Canada has among the world’s largest reserves of oil (including oil sands), rivalling those of Saudi Arabia. Canada’s oil exports have more than doubled over the past five years to 2.6 million barrels a day and are expected to continue growing. While more than 95% of those exports currently go to the US, a long awaited decision by the Canadian government approving the construction of a C$6.5 billion (US$6 billion) Northern Gateway pipeline signals a push to expand Canadian oil markets globally.
The Northern Gateway project involves building a 1,177-kilometre twin pipeline system running westward from Canada’s oil sands near Edmonton, Alberta, to a new marine terminal at Kitimat, a port in northern British Columbia. From Kitimat the oil will be loaded on supertankers and shipped to international markets, with Asia being a particular focus.
While the approval is a major step towards construction, the project remains subject to conditions which cover a broad range of issues including additional consultations with First Nations groups, environmental protection, and construction practices and standards.
The decision to approve the pipeline is seen as a strong message by the Canadian government that it is acting on its goals of diversifying its oil and gas export markets and becoming a leading global energy supplier. While the Keystone XL pipeline project remains in limbo, awaiting US approval, the Northern Gateway decision also signals to the US that Canada is planning and implementing its own major domestic infrastructure projects in order to facilitate its oil export strategy.
With the approval delay of Keystone XL, the Northern Gateway has emerged as a priority and the focus is shifting away from North America towards international markets for Canadian oil and gas.
Array of advantages
The primary aim of the Northern Gateway is to bolster Canada as a global energy supplier. In order to achieve this end, Canada is looking towards Asia, focusing on countries like India as major markets for Canadian oil and gas. Asia is and is expected to continue to be an area of high growth and significantly increasing energy demands.
With the approval of the Northern Gateway, Canada, having recognized that Asian markets are seeking stable, reliable and long-term suppliers, is now acting on its ambition to fill international demand by meaningfully entering the global market. Once completed, the Northern Gateway is expected to ship 500,000 barrels a day overseas.

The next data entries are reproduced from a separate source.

//! Context budgeting: decides which prompt parts reach the model and how
//! much of each.
//!
//! Parts carry a priority rank: **lower value = more important**. They are
//! visited in ascending rank (ties keep input order). A part that fits goes
//! in whole. A part that does not fit is cut from the tail when at least
//! `min_part_tokens` remain; otherwise it is dropped and later, smaller
//! parts are still tried.
//!
//! # Determinism
//!
//! The outcome depends only on the parts, their order and the limit.

use crate::token::{bytes_for_tokens, estimate_tokens, truncate_at_char_boundary};
use serde::Serialize;
use tracing::debug;

/// Appended to a part that was cut short. Counted against the budget.
pub const TRUNCATION_MARKER: &str = "\n\n[Content truncated due to length limitations...]";

/// Joins included parts in [`FitOutcome::compose`].
pub const PART_SEPARATOR: &str = "\n\n";

/// Budget charged for each separator; `estimate_tokens` is subadditive, so
/// this bounds the composed text.
const SEPARATOR_TOKENS: usize = 1;

pub const DEFAULT_MIN_PART_TOKENS: usize = 256;

/// One candidate piece of prompt text.
#[derive(Debug, Clone)]
pub struct ContextPart {
    pub priority: u32,
    pub label: String,
    pub text: String,
}

impl ContextPart {
    pub fn new(priority: u32, label: impl Into<String>, text: impl Into<String>) -> Self {
        Self {
            priority,
            label: label.into(),
            text: text.into(),
        }
    }
}

/// A part as it was admitted into the prompt.
#[derive(Debug, Clone, Serialize)]
pub struct FittedPart {
    pub priority: u32,
    pub label: String,
    pub text: String,
    pub tokens: usize,
    pub truncated: bool,
}

/// The result of [`ContextBudgeter::fit`].
#[derive(Debug, Clone, Default, Serialize)]
pub struct FitOutcome {
    /// Included parts, in visit order.
    pub parts: Vec<FittedPart>,
    /// Labels of parts that did not fit at all.
    pub dropped: Vec<String>,
    /// Budget charged, separators included. Never above `limit_tokens`.
    pub used_tokens: usize,
    pub limit_tokens: usize,
}

impl FitOutcome {
    /// The included parts joined by blank lines.
    pub fn compose(&self) -> String {
        self.parts
            .iter()
            .map(|p| p.text.as_str())
            .collect::<Vec<_>>()
            .join(PART_SEPARATOR)
    }

    /// Labels of parts that were cut short.
    pub fn truncated(&self) -> Vec<String> {
        self.parts
            .iter()
            .filter(|p| p.truncated)
            .map(|p| p.label.clone())
            .collect()
    }

    pub fn is_included(&self, label: &str) -> bool {
        self.parts.iter().any(|p| p.label == label)
    }
}

/// Greedy, priority-ordered fitting of prompt parts under a token limit.
#[derive(Debug, Clone, Copy)]
pub struct ContextBudgeter {
    min_part_tokens: usize,
}

impl Default for ContextBudgeter {
    fn default() -> Self {
        Self::new(DEFAULT_MIN_PART_TOKENS)
    }
}

impl ContextBudgeter {
    /// `min_part_tokens` is the smallest remaining budget worth truncating
    /// a part into; below it the part is dropped instead.
    pub fn new(min_part_tokens: usize) -> Self {
        // A truncated part must have room for at least the marker plus some text.
        let floor = estimate_tokens(TRUNCATION_MARKER) + 1;
        Self {
            min_part_tokens: min_part_tokens.max(floor),
        }
    }

    pub fn min_part_tokens(&self) -> usize {
        self.min_part_tokens
    }

    pub fn fit(&self, parts: &[ContextPart], limit_tokens: usize) -> FitOutcome {
        let mut order: Vec<&ContextPart> = parts.iter().collect();
        order.sort_by_key(|p| p.priority);

        let mut outcome = FitOutcome {
            limit_tokens,
            ..Default::default()
        };

        for part in order {
            if part.text.is_empty() {
                continue;
            }

            let separator = if outcome.parts.is_empty() { 0 } else { SEPARATOR_TOKENS };
            let remaining = limit_tokens.saturating_sub(outcome.used_tokens + separator);
            let tokens = estimate_tokens(&part.text);

            if tokens <= remaining {
                outcome.used_tokens += separator + tokens;
                outcome.parts.push(FittedPart {
                    priority: part.priority,
                    label: part.label.clone(),
                    text: part.text.clone(),
                    tokens,
                    truncated: false,
                });
                continue;
            }

            if remaining >= self.min_part_tokens {
                let keep = bytes_for_tokens(remaining - estimate_tokens(TRUNCATION_MARKER));
                let mut text = truncate_at_char_boundary(&part.text, keep).to_string();
                text.push_str(TRUNCATION_MARKER);
                let tokens = estimate_tokens(&text);

                debug!(
                    label = %part.label,
                    original_tokens = estimate_tokens(&part.text),
                    kept_tokens = tokens,
                    "Context part truncated"
                );
                outcome.used_tokens += separator + tokens;
                outcome.parts.push(FittedPart {
                    priority: part.priority,
                    label: part.label.clone(),
                    text,
                    tokens,
                    truncated: true,
                });
                continue;
            }

            debug!(label = %part.label, tokens, remaining, "Context part dropped");
            outcome.dropped.push(part.label.clone());
        }

        outcome
    }
}

#[cfg(test)]
mod tests {
    use super::*;

    fn budgeter() -> ContextBudgeter {
        ContextBudgeter::default()
    }

    #[test]
    fn everything_fits_when_small() {
        let parts = vec![
            ContextPart::new(0, "request", "generate a procedure"),
            ContextPart::new(2, "naming", "use prefixes"),
        ];
        let outcome = budgeter().fit(&parts, 1000);
        assert_eq!(outcome.parts.len(), 2);
        assert!(outcome.dropped.is_empty());
        assert_eq!(outcome.compose(), "generate a procedure\n\nuse prefixes");
    }

    #[test]
    fn higher_priority_part_is_kept_over_lower() {
        let parts = vec![
            ContextPart::new(1, "A", "A".repeat(50_000)),
            ContextPart::new(2, "B", "B".repeat(50_000)),
        ];
        let outcome = budgeter().fit(&parts, 1000);
        let composed = outcome.compose();

        assert!(estimate_tokens(&composed) <= 1000);
        assert!(outcome.used_tokens <= 1000);
        assert!(composed.starts_with("AAAA"));
        assert!(!composed.contains('B'));
        assert_eq!(outcome.truncated(), vec!["A".to_string()]);
        assert_eq!(outcome.dropped, vec!["B".to_string()]);
    }

    #[test]
    fn visits_by_rank_not_input_order() {
        let parts = vec![
            ContextPart::new(5, "low", "L".repeat(4000)),
            ContextPart::new(0, "high", "H".repeat(2000)),
        ];
        let outcome = budgeter().fit(&parts, 600);
        assert_eq!(outcome.parts[0].label, "high");
        assert!(!outcome.parts[0].truncated);
        assert!(outcome.is_included("high"));
    }

    #[test]
    fn ties_keep_input_order() {
        let parts = vec![
            ContextPart::new(2, "first", "one"),
            ContextPart::new(2, "second", "two"),
            ContextPart::new(2, "third", "three"),
        ];
        let labels: Vec<String> = budgeter()
            .fit(&parts, 100)
            .parts
            .into_iter()
            .map(|p| p.label)
            .collect();
        assert_eq!(labels, vec!["first", "second", "third"]);
    }

    #[test]
    fn small_later_parts_still_fit_after_a_drop() {
        let parts = vec![
            ContextPart::new(0, "payload", "P".repeat(3000)), // 750 tokens
            ContextPart::new(1, "big", "X".repeat(4000)),     // 1000 tokens, 249 left
            ContextPart::new(2, "small", "S".repeat(40)),     // 10 tokens
        ];
        let outcome = budgeter().fit(&parts, 1000);
        assert_eq!(outcome.dropped, vec!["big".to_string()]);
        assert!(outcome.is_included("small"));
        assert!(outcome.used_tokens <= 1000);
    }

    #[test]
    fn truncation_respects_char_boundaries() {
        let parts = vec![ContextPart::new(0, "multibyte", "é".repeat(5000))];
        let outcome = budgeter().fit(&parts, 300);
        let text = &outcome.parts[0].text;
        assert!(text.ends_with(TRUNCATION_MARKER));
        assert!(estimate_tokens(&outcome.compose()) <= 300);
    }

    #[test]
    fn never_exceeds_the_limit() {
        let sizes = [0usize, 1, 3, 4, 5, 63, 64, 255, 1024, 1025, 4096, 9999, 40_000];
        let min = budgeter().min_part_tokens();
        for limit in [min, min + 1, 300, 511, 1000, 4096, 128_000] {
            for rotate in 0..sizes.len() {
                let parts: Vec<ContextPart> = sizes
                    .iter()
                    .cycle()
                    .skip(rotate)
                    .take(sizes.len())
                    .enumerate()
                    .map(|(i, &n)| ContextPart::new((i % 4) as u32, format!("p{i}"), "x".repeat(n)))
                    .collect();
                let outcome = budgeter().fit(&parts, limit);
                assert!(outcome.used_tokens <= limit, "limit {limit}, rotate {rotate}");
                assert!(
                    estimate_tokens(&outcome.compose()) <= limit,
                    "limit {limit}, rotate {rotate}"
                );
            }
        }
    }

    #[test]
    fn is_deterministic() {
        let parts = vec![
            ContextPart::new(1, "a", "alpha ".repeat(900)),
            ContextPart::new(0, "b", "beta ".repeat(300)),
            ContextPart::new(1, "c", "gamma ".repeat(700)),
        ];
        let first = budgeter().fit(&parts, 1200);
        let second = budgeter().fit(&parts, 1200);
        assert_eq!(first.compose(), second.compose());
        assert_eq!(first.dropped, second.dropped);
    }

    #[test]
    fn tiny_min_part_is_raised_to_fit_the_marker() {
        let b = ContextBudgeter::new(1);
        assert!(b.min_part_tokens() > estimate_tokens(TRUNCATION_MARKER));
        let outcome = b.fit(&[ContextPart::new(0, "x", "x".repeat(1000))], 20);
        assert!(outcome.used_tokens <= 20);
    }
}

As the past few months have again demonstrated, uncertainty and supply disruptions continue to plague the Middle East and can have a significant impact on oil prices. Canadian oil (West Canada Select) usually enjoys a significant discount of more than C$20 a barrel to OPEC’s Brent crude and is typically less affected by events in the Middle East. Canada is among the world’s most stable economic and political environments and should form an important part of India’s energy security policy in the future.
Canada and India have already recognized this to some extent and in late 2013, Husky Canada shipped its first batch of Canadian oil to India. However, more needs to be done to ensure that India and Canada develop a true trade partnership in the area of oil and petroleum products, for the mutual benefit of both countries. India stands to gain an important, stable source of long-term supply to meet its burgeoning energy needs and Canada stands to gain a rapidly growing market and access to top-notch Indian refineries to process Canadian crude.
Time for action
The Northern Gateway approval is a significant step because it demonstrates that Canada is committed to continuing development of its energy industry and getting Canadian oil to markets such as India. The pipeline also bolsters the viability of the many Canadian energy companies that make for attractive targets for investment or M&A activity.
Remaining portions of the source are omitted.